The recent dramatic rise of oil prices is due to speculative trading,
charges author and former commodities trader Raymond Learsy in an
article for Huffington Post.
The government must intervene, argues Learsy, author of "Oil and Finance: the Epic Corruption Continues 2010-2012."
"The days of the commodity exchanges functioning as casinos should be
brought to a cataclysmic halt by forceful government action serving the
interests of the public's well-being and sane economic policy."
Forbes Columnist: ‘Who the Hell Cleared This?’
The price of oil is up over 10 percent, or over $10 a barrel, in recent
weeks, translating into a $200 million a day cost for the U.S. economy.
The price increase has been attributed to a drop in exports from Libya,
disruptions in Nigeria and unrest in Egypt.
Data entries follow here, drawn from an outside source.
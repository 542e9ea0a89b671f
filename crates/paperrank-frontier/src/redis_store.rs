//! Redis-backed frontier store
//!
//! Each collection is one Redis key named after it (`EXPLORE`, `OUT`, ...),
//! a set or a hash depending on its kind. Commands go through a multiplexed
//! async connection driven by the shared runtime, so any worker thread can
//! issue them concurrently.

use paperrank_core::SHARED_RUNTIME;
use redis::aio::MultiplexedConnection;
use redis::{FromRedisValue, Script};

use crate::changeset::{Changeset, Mutation};
use crate::collection::{Collection, CollectionKind};
use crate::error::StoreError;
use crate::store::{FrontierStore, require_map, require_set};

/// Pop up to ARGV[1] members of KEYS[1] and add them to KEYS[2] in one step.
///
/// SPOP with a count inside a script needs Redis 5+ (effects replication).
/// `unpack` is bounded by the Lua C stack (~8000 values), so SADD goes in
/// chunks of ARGV[2].
const CLAIM_INTO_SCRIPT: &str = r"
local claimed = redis.call('SPOP', KEYS[1], ARGV[1])
local chunk = tonumber(ARGV[2])
for i = 1, #claimed, chunk do
  redis.call('SADD', KEYS[2], unpack(claimed, i, math.min(i + chunk - 1, #claimed)))
end
return claimed
";

/// Members per SADD inside the claim script
const CLAIM_CHUNK: usize = 1000;

/// Connection parameters
#[derive(Debug, Clone)]
pub struct RedisConfig {
    pub host: String,
    pub port: u16,
    /// Logical database index
    pub db: i64,
}

impl Default for RedisConfig {
    fn default() -> Self {
        Self {
            host: "localhost".to_string(),
            port: 6379,
            db: 0,
        }
    }
}

impl RedisConfig {
    pub fn url(&self) -> String {
        format!("redis://{}:{}/{}", self.host, self.port, self.db)
    }
}

/// Command names for one collection kind
struct KindCommands {
    contains: &'static str,
    size: &'static str,
    remove: &'static str,
    members: &'static str,
}

const SET_COMMANDS: KindCommands = KindCommands {
    contains: "SISMEMBER",
    size: "SCARD",
    remove: "SREM",
    members: "SMEMBERS",
};

const MAP_COMMANDS: KindCommands = KindCommands {
    contains: "HEXISTS",
    size: "HLEN",
    remove: "HDEL",
    members: "HKEYS",
};

fn commands(kind: CollectionKind) -> &'static KindCommands {
    match kind {
        CollectionKind::Set => &SET_COMMANDS,
        CollectionKind::Map => &MAP_COMMANDS,
    }
}

/// Frontier store on a Redis database.
pub struct RedisStore {
    conn: MultiplexedConnection,
    claim_script: Script,
}

impl RedisStore {
    /// Connect and ping; any failure is reported as [`StoreError::Unavailable`].
    pub fn connect(config: &RedisConfig) -> Result<Self, StoreError> {
        let url = config.url();
        let client = redis::Client::open(url.as_str())
            .map_err(|e| StoreError::Unavailable(format!("invalid Redis URL {url}: {e}")))?;

        let conn = SHARED_RUNTIME
            .handle()
            .block_on(client.get_multiplexed_async_connection())
            .map_err(|e| StoreError::Unavailable(format!("cannot connect to {url}: {e}")))?;

        let store = Self {
            conn,
            claim_script: Script::new(CLAIM_INTO_SCRIPT),
        };
        store
            .ping()
            .map_err(|e| StoreError::Unavailable(format!("{url}: {e}")))?;
        log::debug!("Connected to Redis at {url}");
        Ok(store)
    }

    fn query<T: FromRedisValue>(&self, cmd: &redis::Cmd) -> Result<T, StoreError> {
        let mut conn = self.conn.clone();
        let value = SHARED_RUNTIME.handle().block_on(cmd.query_async(&mut conn))?;
        Ok(value)
    }

    /// Translate a changeset into one MULTI/EXEC transaction.
    fn pipeline(changes: &Changeset) -> redis::Pipeline {
        let mut pipe = redis::pipe();
        pipe.atomic();
        for mutation in changes.mutations() {
            match mutation {
                Mutation::Add {
                    collection,
                    members,
                } => {
                    pipe.cmd("SADD").arg(collection.name()).arg(members).ignore();
                }
                Mutation::Put {
                    collection,
                    entries,
                } => {
                    pipe.cmd("HSET").arg(collection.name());
                    for (key, value) in entries {
                        pipe.arg(key).arg(value);
                    }
                    pipe.ignore();
                }
                Mutation::Remove { collection, keys } => {
                    pipe.cmd(commands(collection.kind()).remove)
                        .arg(collection.name())
                        .arg(keys)
                        .ignore();
                }
                Mutation::Subtract { collection, other } => {
                    pipe.cmd("SDIFFSTORE")
                        .arg(collection.name())
                        .arg(collection.name())
                        .arg(other.name())
                        .ignore();
                }
                Mutation::MoveAll { from, to } => {
                    pipe.cmd("SUNIONSTORE")
                        .arg(to.name())
                        .arg(to.name())
                        .arg(from.name())
                        .ignore();
                    pipe.cmd("DEL").arg(from.name()).ignore();
                }
            }
        }
        pipe
    }
}

impl FrontierStore for RedisStore {
    fn ping(&self) -> Result<(), StoreError> {
        let _: String = self.query(&redis::cmd("PING"))?;
        Ok(())
    }

    fn contains(&self, collection: Collection, key: &str) -> Result<bool, StoreError> {
        let cmds = commands(collection.kind());
        self.query(redis::cmd(cmds.contains).arg(collection.name()).arg(key))
    }

    fn claim(&self, collection: Collection, n: usize) -> Result<Vec<String>, StoreError> {
        require_set("claim", collection)?;
        if n == 0 {
            return Ok(Vec::new());
        }
        // SPOP with a count selects and removes in a single command
        self.query(redis::cmd("SPOP").arg(collection.name()).arg(n))
    }

    fn claim_into(
        &self,
        from: Collection,
        to: Collection,
        n: usize,
    ) -> Result<Vec<String>, StoreError> {
        require_set("claim", from)?;
        require_set("claim", to)?;
        if n == 0 {
            return Ok(Vec::new());
        }
        let mut conn = self.conn.clone();
        let mut invocation = self.claim_script.prepare_invoke();
        invocation
            .key(from.name())
            .key(to.name())
            .arg(n)
            .arg(CLAIM_CHUNK);
        let claimed: Vec<String> = SHARED_RUNTIME
            .handle()
            .block_on(invocation.invoke_async(&mut conn))?;
        Ok(claimed)
    }

    fn size(&self, collection: Collection) -> Result<usize, StoreError> {
        let cmds = commands(collection.kind());
        self.query(redis::cmd(cmds.size).arg(collection.name()))
    }

    fn is_empty(&self, collection: Collection) -> Result<bool, StoreError> {
        // Redis deletes empty sets and hashes, so key existence is emptiness
        let exists: bool = self.query(redis::cmd("EXISTS").arg(collection.name()))?;
        Ok(!exists)
    }

    fn members(&self, collection: Collection) -> Result<Vec<String>, StoreError> {
        let cmds = commands(collection.kind());
        self.query(redis::cmd(cmds.members).arg(collection.name()))
    }

    fn get(&self, collection: Collection, key: &str) -> Result<Option<String>, StoreError> {
        require_map("get", collection)?;
        self.query(redis::cmd("HGET").arg(collection.name()).arg(key))
    }

    fn apply(&self, changes: &Changeset) -> Result<(), StoreError> {
        changes.validate()?;
        if changes.is_empty() {
            return Ok(());
        }
        let pipe = Self::pipeline(changes);
        let mut conn = self.conn.clone();
        let (): () = SHARED_RUNTIME
            .handle()
            .block_on(pipe.query_async(&mut conn))?;
        Ok(())
    }
}

#[cfg(test)]
mod tests {
    use super::*;

    #[test]
    fn config_url() {
        let config = RedisConfig {
            host: "cache.local".into(),
            port: 6380,
            db: 2,
        };
        assert_eq!(config.url(), "redis://cache.local:6380/2");
        assert_eq!(RedisConfig::default().url(), "redis://localhost:6379/0");
    }

    #[test]
    fn commands_follow_kind() {
        assert_eq!(commands(CollectionKind::Set).contains, "SISMEMBER");
        assert_eq!(commands(CollectionKind::Map).contains, "HEXISTS");
        assert_eq!(commands(CollectionKind::Map).remove, "HDEL");
    }

    #[test]
    fn pipeline_wraps_commands_in_transaction() {
        let mut changes = Changeset::new();
        changes
            .add(Collection::Seen, ["1"])
            .put(Collection::Out, [("1", r#"["2"]"#)])
            .subtract(Collection::Explore, Collection::Seen)
            .move_all(Collection::Instance, Collection::Explore);
        let packed = String::from_utf8_lossy(&RedisStore::pipeline(&changes).get_packed_pipeline())
            .into_owned();
        assert!(packed.contains("MULTI"));
        assert!(packed.contains("EXEC"));
        for word in ["SADD", "HSET", "SDIFFSTORE", "SUNIONSTORE", "DEL"] {
            assert!(packed.contains(word), "missing {word}");
        }
    }
}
But Learsy doesn't buy those explanations.
Those conventional explanations, according to Learsy, do not mention
that "the game may be rigged and that the oil industry and the commodity
exchanges are taking us down the garden path, with a corrupt system
that has left all vestige of fair play and market forces that reflect
true conditions of supply and demand."
Government agencies may be starting to recognize that the game is broken or even rigged, he notes.
The Federal Trade Commission has opened a probe into oil price fixing.
It's not yet clear if the investigation will result in anything
meaningful, he says, noting that previous probes did not.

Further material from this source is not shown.